## [What the task asks]
Every entry below is to be copied exactly, with nothing left out.

-------- Exercise materials

use std::fmt;

use crate::command::Instruction;

/// Errors that can occur when talking to the XREAL Light glasses.
#[derive(Debug, thiserror::Error)]
pub enum LightError {
    #[error("HID error: {0}")]
    Hid(#[from] hidapi::HidError),

    #[error("USB error: {0}")]
    Usb(#[from] rusb::Error),

    #[error("no matching device found (VID={vid:04x} PID={pid:04x})")]
    NotFound { vid: u16, pid: u16 },

    #[error(
        "multiple XREAL Light glasses found, specify either a device path or a serial number:\n{0}"
    )]
    Ambiguous(DeviceCandidates),

    #[error("failed to open device: {0}")]
    Open(String),

    #[error("timed out waiting for a response")]
    Timeout,

    #[error("malformed packet: {0}")]
    Format(String),

    #[error("CRC check failed: {0}")]
    Crc(String),

    #[error("no command mapping for {0:?} on firmware \"{1}\"")]
    UnknownInstruction(Instruction, String),

    #[error("invalid argument: {0}")]
    InvalidArgument(String),

    #[error("channel not connected / initialized")]
    NotReady,

    #[error("{0}")]
    Channels(ChannelFailures),
}

/// Enumeration candidates attached to [`LightError::Ambiguous`].
#[derive(Debug, Clone)]
pub struct DeviceCandidates(pub Vec<(String, String)>);

impl fmt::Display for DeviceCandidates {
    fn fmt(&self, f: &mut fmt::Formatter<'_>) -> fmt::Result {
        for (path, serial) in &self.0 {
            writeln!(f, "- path: {path}\n  serial: {serial}")?;
        }
        Ok(())
    }
}

/// Per-channel failures collected by the façade's connect/disconnect.
#[derive(Debug)]
pub struct ChannelFailures {
    pub context: &'static str,
    pub failures: Vec<(&'static str, LightError)>,
}

impl ChannelFailures {
    pub(crate) fn into_result(self) -> crate::Result<()> {
        if self.failures.is_empty() {
            Ok(())
        } else {
            Err(LightError::Channels(self))
        }
    }
}

impl fmt::Display for ChannelFailures {
    fn fmt(&self, f: &mut fmt::Formatter<'_>) -> fmt::Result {
        write!(f, "{} failed on", self.context)?;
        for (i, (channel, err)) in self.failures.iter().enumerate() {
            let sep = if i == 0 { ' ' } else { ';' };
            write!(f, "{sep}{channel}: {err}")?;
        }
        Ok(())
    }
}

#[cfg(test)]
mod tests {
    use super::*;

    #[test]
    fn channel_failures_name_each_channel() {
        let err = ChannelFailures {
            context: "connect",
            failures: vec![
                ("mcu", LightError::Timeout),
                ("camera", LightError::NotReady),
            ],
        };
        let msg = err.to_string();
        assert!(msg.contains("connect failed on"));
        assert!(msg.contains("mcu:"));
        assert!(msg.contains("camera:"));
    }

    #[test]
    fn empty_failures_collapse_to_ok() {
        let none = ChannelFailures {
            context: "disconnect",
            failures: Vec::new(),
        };
        assert!(none.into_result().is_ok());
    }
}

----------------

## [Worked solution]
use std::fmt;

use crate::command::Instruction;

/// Errors that can occur when talking to the XREAL Light glasses.
#[derive(Debug, thiserror::Error)]
pub enum LightError {
    #[error("HID error: {0}")]
    Hid(#[from] hidapi::HidError),

    #[error("USB error: {0}")]
    Usb(#[from] rusb::Error),

    #[error("no matching device found (VID={vid:04x} PID={pid:04x})")]
    NotFound { vid: u16, pid: u16 },

    #[error(
        "multiple XREAL Light glasses found, specify either a device path or a serial number:\n{0}"
    )]
    Ambiguous(DeviceCandidates),

    #[error("failed to open device: {0}")]
    Open(String),

    #[error("timed out waiting for a response")]
    Timeout,

    #[error("malformed packet: {0}")]
    Format(String),

    #[error("CRC check failed: {0}")]
    Crc(String),

    #[error("no command mapping for {0:?} on firmware \"{1}\"")]
    UnknownInstruction(Instruction, String),

    #[error("invalid argument: {0}")]
    InvalidArgument(String),

    #[error("channel not connected / initialized")]
    NotReady,

    #[error("{0}")]
    Channels(ChannelFailures),
}

/// Enumeration candidates attached to [`LightError::Ambiguous`].
#[derive(Debug, Clone)]
pub struct DeviceCandidates(pub Vec<(String, String)>);

impl fmt::Display for DeviceCandidates {
    fn fmt(&self, f: &mut fmt::Formatter<'_>) -> fmt::Result {
        for (path, serial) in &self.0 {
            writeln!(f, "- path: {path}\n  serial: {serial}")?;
        }
        Ok(())
    }
}

/// Per-channel failures collected by the façade's connect/disconnect.
#[derive(Debug)]
pub struct ChannelFailures {
    pub context: &'static str,
    pub failures: Vec<(&'static str, LightError)>,
}

impl ChannelFailures {
    pub(crate) fn into_result(self) -> crate::Result<()> {
        if self.failures.is_empty() {
            Ok(())
        } else {
            Err(LightError::Channels(self))
        }
    }
}

impl fmt::Display for ChannelFailures {
    fn fmt(&self, f: &mut fmt::Formatter<'_>) -> fmt::Result {
        write!(f, "{} failed on", self.context)?;
        for (i, (channel, err)) in self.failures.iter().enumerate() {
            let sep = if i == 0 { ' ' } else { ';' };
            write!(f, "{sep}{channel}: {err}")?;
        }
        Ok(())
    }
}

#[cfg(test)]
mod tests {
    use super::*;

    #[test]
    fn channel_failures_name_each_channel() {
        let err = ChannelFailures {
            context: "connect",
            failures: vec![
                ("mcu", LightError::Timeout),
                ("camera", LightError::NotReady),
            ],
        };
        let msg = err.to_string();
        assert!(msg.contains("connect failed on"));
        assert!(msg.contains("mcu:"));
        assert!(msg.contains("camera:"));
    }

    #[test]
    fn empty_failures_collapse_to_ok() {
        let none = ChannelFailures {
            context: "disconnect",
            failures: Vec::new(),
        };
        assert!(none.into_result().is_ok());
    }
}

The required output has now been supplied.